Below are some entries. Output each one exactly as it appears.

#### Supplied data

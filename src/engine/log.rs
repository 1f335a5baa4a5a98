use std::io;
use std::path::Path;
use std::time::Instant;

use async_trait::async_trait;
use tokio::sync::{mpsc, oneshot};
use tracing::{debug, info};

use crate::model::Event;
use crate::observability::{WAL_FLUSH_BATCH_SIZE, WAL_FLUSH_DURATION_SECONDS};
use crate::wal::Wal;

/// Durable, ordered record of committed wall events.
///
/// `append` returning `Ok` means the event survives a restart. The engine
/// only applies an event to memory after that.
#[async_trait]
pub trait EventLog: Send + Sync + 'static {
    async fn append(&self, event: &Event) -> io::Result<()>;

    /// Replace the whole log with `events`.
    async fn compact(&self, events: Vec<Event>) -> io::Result<()>;

    async fn appends_since_compact(&self) -> io::Result<u64>;
}

// ── Group-commit WAL channel ─────────────────────────────

enum WalCommand {
    Append {
        event: Event,
        response: oneshot::Sender<io::Result<()>>,
    },
    Compact {
        events: Vec<Event>,
        response: oneshot::Sender<io::Result<()>>,
    },
    AppendsSinceCompact {
        response: oneshot::Sender<u64>,
    },
}

type Pending = (Event, oneshot::Sender<io::Result<()>>);

/// `EventLog` backed by a file WAL owned by a background writer task.
pub struct WalLog {
    tx: mpsc::Sender<WalCommand>,
}

impl WalLog {
    /// Replay the WAL at `path`, cut any torn tail, and start the writer task.
    /// Must be called inside a tokio runtime.
    pub fn open(path: &Path) -> io::Result<(Self, Vec<Event>)> {
        let replay = Wal::replay(path)?;
        let wal = Wal::open(path, replay.valid_len)?;
        info!(
            "replayed {} events from {} ({} bytes)",
            replay.events.len(),
            path.display(),
            replay.valid_len
        );
        let (tx, rx) = mpsc::channel(4096);
        tokio::spawn(wal_writer_loop(wal, rx));
        Ok((Self { tx }, replay.events))
    }

    async fn request<T>(&self, cmd: WalCommand, rx: oneshot::Receiver<T>) -> io::Result<T> {
        self.tx
            .send(cmd)
            .await
            .map_err(|_| io::Error::new(io::ErrorKind::BrokenPipe, "WAL writer shut down"))?;
        rx.await
            .map_err(|_| io::Error::new(io::ErrorKind::BrokenPipe, "WAL writer dropped response"))
    }
}

#[async_trait]
impl EventLog for WalLog {
    async fn append(&self, event: &Event) -> io::Result<()> {
        let (response, rx) = oneshot::channel();
        let cmd = WalCommand::Append {
            event: event.clone(),
            response,
        };
        self.request(cmd, rx).await?
    }

    async fn compact(&self, events: Vec<Event>) -> io::Result<()> {
        let (response, rx) = oneshot::channel();
        self.request(WalCommand::Compact { events, response }, rx).await?
    }

    async fn appends_since_compact(&self) -> io::Result<u64> {
        let (response, rx) = oneshot::channel();
        self.request(WalCommand::AppendsSinceCompact { response }, rx).await
    }
}

/// Owns the WAL and batches appends for group commit.
///
/// `Engine` appends while holding the wall write guard, so its batches are
/// always one event long. Batching only kicks in when several tasks append
/// through one `WalLog` directly.
///
/// 1. Block until the first Append arrives.
/// 2. Buffer it (no fsync).
/// 3. Drain all immediately available Appends (the batch window).
/// 4. Single flush_sync for the whole batch.
/// 5. Respond to all senders.
async fn wal_writer_loop(mut wal: Wal, mut rx: mpsc::Receiver<WalCommand>) {
    while let Some(cmd) = rx.recv().await {
        let (event, response) = match cmd {
            WalCommand::Append { event, response } => (event, response),
            other => {
                handle_non_append(&mut wal, other);
                continue;
            }
        };
        let mut batch: Vec<Pending> = vec![(event, response)];
        let mut deferred = None;

        loop {
            match rx.try_recv() {
                Ok(WalCommand::Append { event, response }) => batch.push((event, response)),
                Ok(other) => {
                    // Compaction must see every append that was queued ahead of it.
                    deferred = Some(other);
                    break;
                }
                Err(_) => break,
            }
        }

        flush_and_respond(&mut wal, &mut batch);
        if let Some(other) = deferred {
            handle_non_append(&mut wal, other);
        }
    }
    debug!("WAL writer stopped");
}

fn flush_and_respond(wal: &mut Wal, batch: &mut Vec<Pending>) {
    metrics::histogram!(WAL_FLUSH_BATCH_SIZE).record(batch.len() as f64);
    let flush_start = Instant::now();
    let result = flush_batch(wal, batch);
    metrics::histogram!(WAL_FLUSH_DURATION_SECONDS).record(flush_start.elapsed().as_secs_f64());
    for (_, tx) in batch.drain(..) {
        let r = match &result {
            Ok(()) => Ok(()),
            Err(e) => Err(io::Error::new(e.kind(), e.to_string())),
        };
        let _ = tx.send(r);
    }
}

fn flush_batch(wal: &mut Wal, batch: &[Pending]) -> io::Result<()> {
    let mut append_err: Option<io::Error> = None;
    for (event, _) in batch {
        if let Err(e) = wal.append_buffered(event) {
            append_err = Some(e);
            break;
        }
    }
    // Flush even after an append error so half-buffered bytes don't ride
    // along with the next batch.
    let flush_err = wal.flush_sync().err();
    match (append_err, flush_err) {
        (Some(e), _) | (None, Some(e)) => Err(e),
        (None, None) => Ok(()),
    }
}

fn handle_non_append(wal: &mut Wal, cmd: WalCommand) {
    match cmd {
        WalCommand::Compact { events, response } => {
            let result = Wal::write_compact_file(wal.path(), &events)
                .and_then(|()| wal.swap_compact_file());
            if result.is_ok() {
                info!("compacted WAL to {} events", events.len());
            }
            let _ = response.send(result);
        }
        WalCommand::AppendsSinceCompact { response } => {
            let _ = response.send(wal.appends_since_compact());
        }
        WalCommand::Append { event, response } => {
            let mut batch = vec![(event, response)];
            flush_and_respond(wal, &mut batch);
        }
    }
}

########

Problem solution ▸
filename src/engine/log.rs
repository 1f335a5baa4a5a98
use std::io;
use std::path::Path;
use std::time::Instant;

use async_trait::async_trait;
use tokio::sync::{mpsc, oneshot};
use tracing::{debug, info};

use crate::model::Event;
use crate::observability::{WAL_FLUSH_BATCH_SIZE, WAL_FLUSH_DURATION_SECONDS};
use crate::wal::Wal;

/// Durable, ordered record of committed wall events.
///
/// `append` returning `Ok` means the event survives a restart. The engine
/// only applies an event to memory after that.
#[async_trait]
pub trait EventLog: Send + Sync + 'static {
    async fn append(&self, event: &Event) -> io::Result<()>;

    /// Replace the whole log with `events`.
    async fn compact(&self, events: Vec<Event>) -> io::Result<()>;

    async fn appends_since_compact(&self) -> io::Result<u64>;
}

// ── Group-commit WAL channel ─────────────────────────────

enum WalCommand {
    Append {
        event: Event,
        response: oneshot::Sender<io::Result<()>>,
    },
    Compact {
        events: Vec<Event>,
        response: oneshot::Sender<io::Result<()>>,
    },
    AppendsSinceCompact {
        response: oneshot::Sender<u64>,
    },
}

type Pending = (Event, oneshot::Sender<io::Result<()>>);

/// `EventLog` backed by a file WAL owned by a background writer task.
pub struct WalLog {
    tx: mpsc::Sender<WalCommand>,
}

impl WalLog {
    /// Replay the WAL at `path`, cut any torn tail, and start the writer task.
    /// Must be called inside a tokio runtime.
    pub fn open(path: &Path) -> io::Result<(Self, Vec<Event>)> {
        let replay = Wal::replay(path)?;
        let wal = Wal::open(path, replay.valid_len)?;
        info!(
            "replayed {} events from {} ({} bytes)",
            replay.events.len(),
            path.display(),
            replay.valid_len
        );
        let (tx, rx) = mpsc::channel(4096);
        tokio::spawn(wal_writer_loop(wal, rx));
        Ok((Self { tx }, replay.events))
    }

    async fn request<T>(&self, cmd: WalCommand, rx: oneshot::Receiver<T>) -> io::Result<T> {
        self.tx
            .send(cmd)
            .await
            .map_err(|_| io::Error::new(io::ErrorKind::BrokenPipe, "WAL writer shut down"))?;
        rx.await
            .map_err(|_| io::Error::new(io::ErrorKind::BrokenPipe, "WAL writer dropped response"))
    }
}

#[async_trait]
impl EventLog for WalLog {
    async fn append(&self, event: &Event) -> io::Result<()> {
        let (response, rx) = oneshot::channel();
        let cmd = WalCommand::Append {
            event: event.clone(),
            response,
        };
        self.request(cmd, rx).await?
    }

    async fn compact(&self, events: Vec<Event>) -> io::Result<()> {
        let (response, rx) = oneshot::channel();
        self.request(WalCommand::Compact { events, response }, rx).await?
    }

    async fn appends_since_compact(&self) -> io::Result<u64> {
        let (response, rx) = oneshot::channel();
        self.request(WalCommand::AppendsSinceCompact { response }, rx).await
    }
}

/// Owns the WAL and batches appends for group commit.
///
/// `Engine` appends while holding the wall write guard, so its batches are
/// always one event long. Batching only kicks in when several tasks append
/// through one `WalLog` directly.
///
/// 1. Block until the first Append arrives.
/// 2. Buffer it (no fsync).
/// 3. Drain all immediately available Appends (the batch window).
/// 4. Single flush_sync for the whole batch.
/// 5. Respond to all senders.
async fn wal_writer_loop(mut wal: Wal, mut rx: mpsc::Receiver<WalCommand>) {
    while let Some(cmd) = rx.recv().await {
        let (event, response) = match cmd {
            WalCommand::Append { event, response } => (event, response),
            other => {
                handle_non_append(&mut wal, other);
                continue;
            }
        };
        let mut batch: Vec<Pending> = vec![(event, response)];
        let mut deferred = None;

        loop {
            match rx.try_recv() {
                Ok(WalCommand::Append { event, response }) => batch.push((event, response)),
                Ok(other) => {
                    // Compaction must see every append that was queued ahead of it.
                    deferred = Some(other);
                    break;
                }
                Err(_) => break,
            }
        }

        flush_and_respond(&mut wal, &mut batch);
        if let Some(other) = deferred {
            handle_non_append(&mut wal, other);
        }
    }
    debug!("WAL writer stopped");
}

fn flush_and_respond(wal: &mut Wal, batch: &mut Vec<Pending>) {
    metrics::histogram!(WAL_FLUSH_BATCH_SIZE).record(batch.len() as f64);
    let flush_start = Instant::now();
    let result = flush_batch(wal, batch);
    metrics::histogram!(WAL_FLUSH_DURATION_SECONDS).record(flush_start.elapsed().as_secs_f64());
    for (_, tx) in batch.drain(..) {
        let r = match &result {
            Ok(()) => Ok(()),
            Err(e) => Err(io::Error::new(e.kind(), e.to_string())),
        };
        let _ = tx.send(r);
    }
}

fn flush_batch(wal: &mut Wal, batch: &[Pending]) -> io::Result<()> {
    let mut append_err: Option<io::Error> = None;
    for (event, _) in batch {
        if let Err(e) = wal.append_buffered(event) {
            append_err = Some(e);
            break;
        }
    }
    // Flush even after an append error so half-buffered bytes don't ride
    // along with the next batch.
    let flush_err = wal.flush_sync().err();
    match (append_err, flush_err) {
        (Some(e), _) | (None, Some(e)) => Err(e),
        (None, None) => Ok(()),
    }
}

fn handle_non_append(wal: &mut Wal, cmd: WalCommand) {
    match cmd {
        WalCommand::Compact { events, response } => {
            let result = Wal::write_compact_file(wal.path(), &events)
                .and_then(|()| wal.swap_compact_file());
            if result.is_ok() {
                info!("compacted WAL to {} events", events.len());
            }
            let _ = response.send(result);
        }
        WalCommand::AppendsSinceCompact { response } => {
            let _ = response.send(wal.appends_since_compact());
        }
        WalCommand::Append { event, response } => {
            let mut batch = vec![(event, response)];
            flush_and_respond(wal, &mut batch);
        }
    }
}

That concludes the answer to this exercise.